REMEMBERING THE MAINE
Description:
On February 15, 1898, the Secretary of the Navy received an anguished telegram from Captain Charles Sigsbee: "Maine blown up in Havana harbor at nine forty tonight and destroyed." Two hundred sixty-seven American officers and enlisted men were killed in an explosion that was the immediate cause of the Spanish-American War and ended the short career of the first U.S. battleship built domestically with materials manufactured in the United States. At first ascribed to a Spanish mine, the Maine disaster has been scrutinized and challenged over the years, most notably in 1974 when Admiral Hyman G. Rickover employed naval engineers to demonstrate that the explosion was caused by spontaneous combustion in the ship's coal bunkers, adjacent to the gunpowder magazines.
In Remembering the Maine, Peggy and Harold Samuels reveal heretofore secret documents - including an 1898 report suppressed by President McKinley, and unpublished testimony of Cubans, Spaniards and Americans - which question the findings of the Rickover report and show that a mine set by Spanish extremists in Havana destroyed the Maine. This historical whodunit describes in detail the controversial evidence, political impediments, and faulty investigations that have confounded this military mystery for almost one hundred years.

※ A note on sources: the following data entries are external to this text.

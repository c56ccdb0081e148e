//! Suggestion handlers

use std::sync::Arc;

use axum::{
    extract::{Query, State},
    Extension, Json,
};

use super::budgets::MonthQuery;
use crate::{resolve_month, AppError, AppState};
use kosh_core::insights::{generate_suggestions, Advisory};
use kosh_core::AuthContext;

/// GET /api/suggestions - Advisories for all transactions against a month's budgets
pub async fn get_suggestions(
    State(state): State<Arc<AppState>>,
    Extension(user): Extension<AuthContext>,
    Query(params): Query<MonthQuery>,
) -> Result<Json<Vec<Advisory>>, AppError> {
    let month = resolve_month(params.month.as_deref())?;

    let transactions = state.db.get_user_transactions(&user.username)?;
    let budgets = state.db.get_budgets(&user.username, month)?;

    Ok(Json(generate_suggestions(&transactions, &budgets)))
}
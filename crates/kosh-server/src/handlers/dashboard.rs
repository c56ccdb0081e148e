//! Dashboard and chart data handlers

use std::sync::Arc;

use axum::{
    extract::{Query, State},
    Extension, Json,
};
use serde::Deserialize;

use super::budgets::MonthQuery;
use crate::{resolve_month, AppError, AppState, MAX_PAGE_LIMIT};
use kosh_core::charts::{budget_health, BudgetHealth, CategoryShare, TrendPoint};
use kosh_core::{AuthContext, Dashboard};

/// Query parameters for the dashboard
#[derive(Debug, Deserialize)]
pub struct DashboardQuery {
    pub month: Option<String>,
    /// How many recent transactions to include
    #[serde(default = "default_recent")]
    pub recent: i64,
}

fn default_recent() -> i64 {
    5
}

/// GET /api/dashboard - Totals, suggestions and chart data
pub async fn get_dashboard(
    State(state): State<Arc<AppState>>,
    Extension(user): Extension<AuthContext>,
    Query(params): Query<DashboardQuery>,
) -> Result<Json<Dashboard>, AppError> {
    let month = resolve_month(params.month.as_deref())?;
    let recent = params.recent.clamp(1, MAX_PAGE_LIMIT);
    Ok(Json(state.db.dashboard(&user.username, month, recent)?))
}

/// GET /api/charts/trend - Income and expense per month
pub async fn chart_trend(
    State(state): State<Arc<AppState>>,
    Extension(user): Extension<AuthContext>,
) -> Result<Json<Vec<TrendPoint>>, AppError> {
    Ok(Json(state.db.monthly_trend(&user.username)?))
}

/// GET /api/charts/breakdown - Expense share per category
pub async fn chart_breakdown(
    State(state): State<Arc<AppState>>,
    Extension(user): Extension<AuthContext>,
) -> Result<Json<Vec<CategoryShare>>, AppError> {
    Ok(Json(state.db.expense_breakdown(&user.username)?))
}

/// GET /api/charts/budget - Spent vs limit for a month's budgets
pub async fn chart_budget(
    State(state): State<Arc<AppState>>,
    Extension(user): Extension<AuthContext>,
    Query(params): Query<MonthQuery>,
) -> Result<Json<Vec<BudgetHealth>>, AppError> {
    let month = resolve_month(params.month.as_deref())?;
    let budgets = state.db.get_budgets(&user.username, month)?;
    let transactions = state.db.get_user_transactions(&user.username)?;
    Ok(Json(budget_health(&budgets, &transactions)))
}
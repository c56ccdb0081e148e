//! PDF financial report
//!
//! Writes a small PDF 1.4 document by hand: the standard Helvetica fonts,
//! no images, no compression. Output is a pure function of the input, with
//! no creation date or document id, so the same transactions always give
//! the same bytes.
//!
//! Layout (A4 portrait): title, three summary lines, a "Transaction History:"
//! label, then a bordered table of Date, Category, Type and Amount. Rows that
//! don't fit move to a new page, which repeats the table header.

use std::fmt::Write as _;

use crate::insights::Totals;
use crate::models::{format_amount, Transaction};

const PAGE_WIDTH: f64 = 595.0;
const PAGE_HEIGHT: f64 = 842.0;
const MARGIN: f64 = 50.0;
const ROW_HEIGHT: f64 = 20.0;
const CELL_PADDING: f64 = 5.0;
const TABLE_FONT_SIZE: f64 = 10.0;
const TITLE_FONT_SIZE: f64 = 16.0;

/// (heading, column width)
const COLUMNS: [(&str, f64); 4] = [
    ("Date", 110.0),
    ("Category", 140.0),
    ("Type", 100.0),
    ("Amount", 145.0),
];

/// Escape a string for a PDF literal, mapping it to single-byte codes
///
/// Characters outside Latin-1 become `?`; non-ASCII bytes are written as
/// octal escapes so the content stream stays ASCII.
fn pdf_text(s: &str) -> String {
    let mut out = String::with_capacity(s.len() + 2);
    for ch in s.chars() {
        match ch {
            '(' | ')' | '\\' => {
                out.push('\\');
                out.push(ch);
            }
            ' '..='~' => out.push(ch),
            '\u{a0}'..='\u{ff}' => {
                let _ = write!(out, "\\{:03o}", ch as u32);
            }
            _ => out.push('?'),
        }
    }
    out
}

/// Cut text that would overflow `width` at `font_size` (Helvetica averages
/// about half the font size per glyph)
fn fit(text: &str, width: f64, font_size: f64) -> String {
    let max_chars = ((width - 2.0 * CELL_PADDING) / (font_size * 0.5)) as usize;
    if text.chars().count() <= max_chars {
        return text.to_string();
    }
    let mut cut: String = text.chars().take(max_chars.saturating_sub(3)).collect();
    cut.push_str("...");
    cut
}

/// Content stream for one page, built top to bottom
struct PageContent {
    ops: String,
    /// Top edge of the next table row
    cursor: f64,
}

impl PageContent {
    fn new(cursor: f64) -> Self {
        Self {
            ops: String::new(),
            cursor,
        }
    }

    fn text(&mut self, font: &str, size: f64, x: f64, y: f64, text: &str) {
        let _ = writeln!(
            self.ops,
            "BT /{} {} Tf {:.2} {:.2} Td ({}) Tj ET",
            font,
            size,
            x,
            y,
            pdf_text(text)
        );
    }

    fn row(&mut self, font: &str, cells: [&str; 4]) {
        let top = self.cursor;
        let bottom = top - ROW_HEIGHT;
        let mut x = MARGIN;
        for ((_, width), cell) in COLUMNS.iter().zip(cells) {
            let _ = writeln!(
                self.ops,
                "{:.2} {:.2} {:.2} {:.2} re S",
                x, bottom, width, ROW_HEIGHT
            );
            let label = fit(cell, *width, TABLE_FONT_SIZE);
            self.text(
                font,
                TABLE_FONT_SIZE,
                x + CELL_PADDING,
                bottom + 6.0,
                &label,
            );
            x += width;
        }
        self.cursor = bottom;
    }

    fn header_row(&mut self) {
        self.row("F2", COLUMNS.map(|(heading, _)| heading));
    }

    fn has_room_for_row(&self) -> bool {
        self.cursor - ROW_HEIGHT >= MARGIN
    }
}

/// Lay out the report into per-page content streams
fn layout(transactions: &[Transaction], name: &str) -> Vec<String> {
    let totals = Totals::from_transactions(transactions);
    let top = PAGE_HEIGHT - MARGIN;

    let mut page = PageContent::new(top);
    page.ops.push_str("0.5 w\n");
    let title = fit(
        &format!("Financial Report for {}", name),
        PAGE_WIDTH - 2.0 * MARGIN,
        TITLE_FONT_SIZE,
    );
    page.text("F2", TITLE_FONT_SIZE, MARGIN, top - 16.0, &title);
    page.text(
        "F1",
        12.0,
        MARGIN,
        top - 50.0,
        &format!("Total Income: INR {}", format_amount(totals.income)),
    );
    page.text(
        "F1",
        12.0,
        MARGIN,
        top - 68.0,
        &format!("Total Expenses: INR {}", format_amount(totals.expense)),
    );
    page.text(
        "F1",
        12.0,
        MARGIN,
        top - 86.0,
        &format!("Net Savings: INR {}", format_amount(totals.balance)),
    );
    page.text("F2", 12.0, MARGIN, top - 120.0, "Transaction History:");
    page.cursor = top - 130.0;
    page.header_row();

    let mut pages = Vec::new();
    for tx in transactions {
        if !page.has_room_for_row() {
            pages.push(std::mem::take(&mut page.ops));
            page = PageContent::new(top);
            page.ops.push_str("0.5 w\n");
            page.header_row();
        }
        let date = tx.date.to_string();
        let amount = format_amount(tx.amount);
        page.row(
            "F1",
            [
                date.as_str(),
                tx.category.as_str(),
                tx.kind.as_str(),
                amount.as_str(),
            ],
        );
    }
    pages.push(page.ops);
    pages
}

/// Render a transaction history and summary as a PDF document
pub fn render_report(transactions: &[Transaction], name: &str) -> Vec<u8> {
    let pages = layout(transactions, name);

    // Objects: 1 catalog, 2 page tree, 3-4 fonts, then (page, content) pairs
    let first_page_obj = 5;
    let page_ids: Vec<usize> = (0..pages.len()).map(|i| first_page_obj + 2 * i).collect();

    let mut objects: Vec<String> = Vec::with_capacity(4 + 2 * pages.len());
    objects.push("<< /Type /Catalog /Pages 2 0 R >>".to_string());
    let kids: Vec<String> = page_ids.iter().map(|id| format!("{} 0 R", id)).collect();
    objects.push(format!(
        "<< /Type /Pages /Kids [{}] /Count {} >>",
        kids.join(" "),
        pages.len()
    ));
    objects.push(
        "<< /Type /Font /Subtype /Type1 /BaseFont /Helvetica /Encoding /WinAnsiEncoding >>"
            .to_string(),
    );
    objects.push(
        "<< /Type /Font /Subtype /Type1 /BaseFont /Helvetica-Bold /Encoding /WinAnsiEncoding >>"
            .to_string(),
    );
    for (content, page_id) in pages.iter().zip(&page_ids) {
        objects.push(format!(
            "<< /Type /Page /Parent 2 0 R /MediaBox [0 0 {} {}] \
             /Resources << /Font << /F1 3 0 R /F2 4 0 R >> >> /Contents {} 0 R >>",
            PAGE_WIDTH,
            PAGE_HEIGHT,
            page_id + 1
        ));
        objects.push(format!(
            "<< /Length {} >>\nstream\n{}endstream",
            content.len(),
            content
        ));
    }

    let mut out = String::from("%PDF-1.4\n");
    let mut offsets = Vec::with_capacity(objects.len());
    for (i, body) in objects.iter().enumerate() {
        offsets.push(out.len());
        let _ = write!(out, "{} 0 obj\n{}\nendobj\n", i + 1, body);
    }

    let xref_offset = out.len();
    let _ = write!(out, "xref\n0 {}\n0000000000 65535 f \n", objects.len() + 1);
    for offset in offsets {
        let _ = write!(out, "{:010} 00000 n \n", offset);
    }
    let _ = write!(
        out,
        "trailer\n<< /Size {} /Root 1 0 R >>\nstartxref\n{}\n%%EOF\n",
        objects.len() + 1,
        xref_offset
    );

    out.into_bytes()
}

#[cfg(test)]
mod tests {
    use super::*;
    use crate::models::{Category, TransactionKind};
    use chrono::NaiveDate;

    fn expenses(n: usize) -> Vec<Transaction> {
        (0..n)
            .map(|i| Transaction {
                id: i as i64 + 1,
                username: "asha".into(),
                date: NaiveDate::from_ymd_opt(2024, 6, 1).unwrap(),
                amount: 100.0,
                category: Category::Food,
                kind: TransactionKind::Expense,
                description: String::new(),
            })
            .collect()
    }

    fn count(haystack: &str, needle: &str) -> usize {
        haystack.matches(needle).count()
    }

    #[test]
    fn test_document_frame() {
        let pdf = String::from_utf8(render_report(&expenses(2), "Asha")).unwrap();
        assert!(pdf.starts_with("%PDF-1.4\n"));
        assert!(pdf.ends_with("%%EOF\n"));
        assert!(pdf.contains("(Financial Report for Asha) Tj"));
        assert!(pdf.contains("(Total Income: INR 0.00) Tj"));
        assert!(pdf.contains("(Total Expenses: INR 200.00) Tj"));
        assert!(pdf.contains("(Net Savings: INR -200.00) Tj"));
        assert!(pdf.contains("(Transaction History:) Tj"));
    }

    #[test]
    fn test_xref_offsets_point_at_objects() {
        let pdf = String::from_utf8(render_report(&expenses(3), "Asha")).unwrap();
        let xref_at: usize = pdf
            .lines()
            .skip_while(|l| *l != "startxref")
            .nth(1)
            .unwrap()
            .parse()
            .unwrap();
        assert!(pdf[xref_at..].starts_with("xref\n"));

        let entries: Vec<&str> = pdf[xref_at..].lines().skip(3).take(4).collect();
        for (i, entry) in entries.iter().enumerate() {
            let offset: usize = entry[..10].parse().unwrap();
            assert!(pdf[offset..].starts_with(&format!("{} 0 obj", i + 1)));
        }
    }

    #[test]
    fn test_identical_input_identical_bytes() {
        let txs = expenses(40);
        assert_eq!(render_report(&txs, "Asha"), render_report(&txs, "Asha"));
    }

    #[test]
    fn test_rows_overflow_with_repeated_header() {
        let single = String::from_utf8(render_report(&expenses(5), "Asha")).unwrap();
        assert_eq!(count(&single, "/Type /Page /"), 1);
        assert_eq!(count(&single, "(Category) Tj"), 1);

        let many = String::from_utf8(render_report(&expenses(100), "Asha")).unwrap();
        let pages = count(&many, "/Type /Page /");
        assert!(pages >= 3);
        assert_eq!(count(&many, "(Category) Tj"), pages);
        assert_eq!(count(&many, "(Food) Tj"), 100);
        assert!(many.contains(&format!("/Count {}", pages)));
    }

    #[test]
    fn test_empty_history_still_renders() {
        let pdf = String::from_utf8(render_report(&[], "Nobody")).unwrap();
        assert_eq!(count(&pdf, "/Type /Page /"), 1);
        assert!(pdf.contains("(Date) Tj"));
    }

    #[test]
    fn test_long_name_title_stays_on_page() {
        let name = "A".repeat(200);
        let pdf = String::from_utf8(render_report(&expenses(1), &name)).unwrap();
        let max_chars = ((PAGE_WIDTH - 2.0 * MARGIN - 2.0 * CELL_PADDING)
            / (TITLE_FONT_SIZE * 0.5)) as usize;

        let title = pdf
            .lines()
            .find(|l| l.contains("(Financial Report for "))
            .unwrap();
        let start = title.find('(').unwrap() + 1;
        let end = title.rfind(") Tj").unwrap();
        let text = &title[start..end];
        assert!(text.ends_with("..."));
        assert!(text.chars().count() <= max_chars);
        assert!(!pdf.contains(&name));
    }

    #[test]
    fn test_text_escaping() {
        assert_eq!(pdf_text("a (b) \\c"), "a \\(b\\) \\\\c");
        assert_eq!(pdf_text("Jos\u{e9}"), "Jos\\351");
        assert_eq!(pdf_text("\u{20b9}5"), "?5");
    }
}
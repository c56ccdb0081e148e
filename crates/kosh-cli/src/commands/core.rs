//! Core command implementations and shared utilities
//!
//! This module contains:
//! - `open_db` - Shared utility to open the database
//! - `authenticate` - Turn `--user`/`--password` into an `AuthContext`
//! - `parse_month` / `parse_date` - Argument parsing shared by commands
//! - `cmd_init` - Initialize the database

use std::path::Path;

use anyhow::{Context, Result};
use chrono::NaiveDate;
use kosh_core::db::Database;
use kosh_core::models::BudgetMonth;
use kosh_core::{auth, AuthContext};

use crate::cli::Credentials;

/// Open database with encryption by default, or unencrypted if --no-encrypt
pub fn open_db(db_path: &Path, no_encrypt: bool) -> Result<Database> {
    let path_str = db_path
        .to_str()
        .context("Database path is not valid UTF-8")?;
    if no_encrypt {
        Database::new_unencrypted(path_str).context("Failed to open database (unencrypted)")
    } else {
        Database::new(path_str).context("Failed to open database")
    }
}

/// Verify credentials for a user-scoped command
pub fn authenticate(db: &Database, creds: &Credentials) -> Result<AuthContext> {
    auth::login(db, &creds.user, &creds.password).context("Login failed")
}

/// `YYYY-MM`, or the current month when absent
pub fn parse_month(month: Option<&str>) -> Result<BudgetMonth> {
    match month {
        Some(m) => m.parse().context("Month must be YYYY-MM"),
        None => Ok(BudgetMonth::current()),
    }
}

pub fn parse_date(date: &str) -> Result<NaiveDate> {
    NaiveDate::parse_from_str(date, "%Y-%m-%d")
        .with_context(|| format!("Invalid date '{}' (use YYYY-MM-DD)", date))
}

pub fn cmd_init(db_path: &Path, no_encrypt: bool) -> Result<()> {
    println!("🔧 Initializing database at {}...", db_path.display());

    let db = open_db(db_path, no_encrypt)?;
    let encrypted = db.is_encrypted().context("Failed to read database")?;

    if encrypted {
        println!("   🔒 Encryption: ENABLED");
    } else if no_encrypt {
        println!("   ⚠️  Encryption: DISABLED (--no-encrypt)");
    } else {
        println!("   ⚠️  Encryption: DISABLED");
    }

    println!("✅ Database initialized successfully!");
    println!();
    println!("Next steps:");
    println!("  1. Create an account: kosh register -u <name> --name \"Your Name\"");
    println!("  2. See where you stand: kosh dashboard -u <name>");
    println!("  3. Start web API: kosh serve");

    Ok(())
}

With investigative zeal, the authors review contemporary press coverage of the disaster, reveal inadequate scientific understanding (at the time) of spontaneous combustion, and scrutinize the findings of the blue-ribbon Rickover commission. They detail the Maine's architecture, analyze the properties of explosives carried on the ship, explain the political tensions between Spain and the United States, and bring to light the liaisons between Cuban rebels and newspaper magnates Hearst and Pulitzer. Among other pieces of evidence, the Samuels uncover an overlooked account by a man who manufactured mines for a group of Spanish extremists, witnessed the explosion, accused his employers of murder, and was subsequently imprisoned for many years. Sifting through myriad written sources, and meticulously reviewing Rickover's report, the authors demonstrate that radical followers of Spanish General Valeriano Weyler y Nicolau - known as "the Butcher" - in hopes of engaging the United States in war set the mine that destroyed the battleship.
As a result of the explosion's controversy, the watchword "Remember the Maine!" has echoed in American history as both a clarion call for military supremacy and a warning against unnecessary aggression. After almost a century, the mystery is solved and the men of the Maine are vindicated.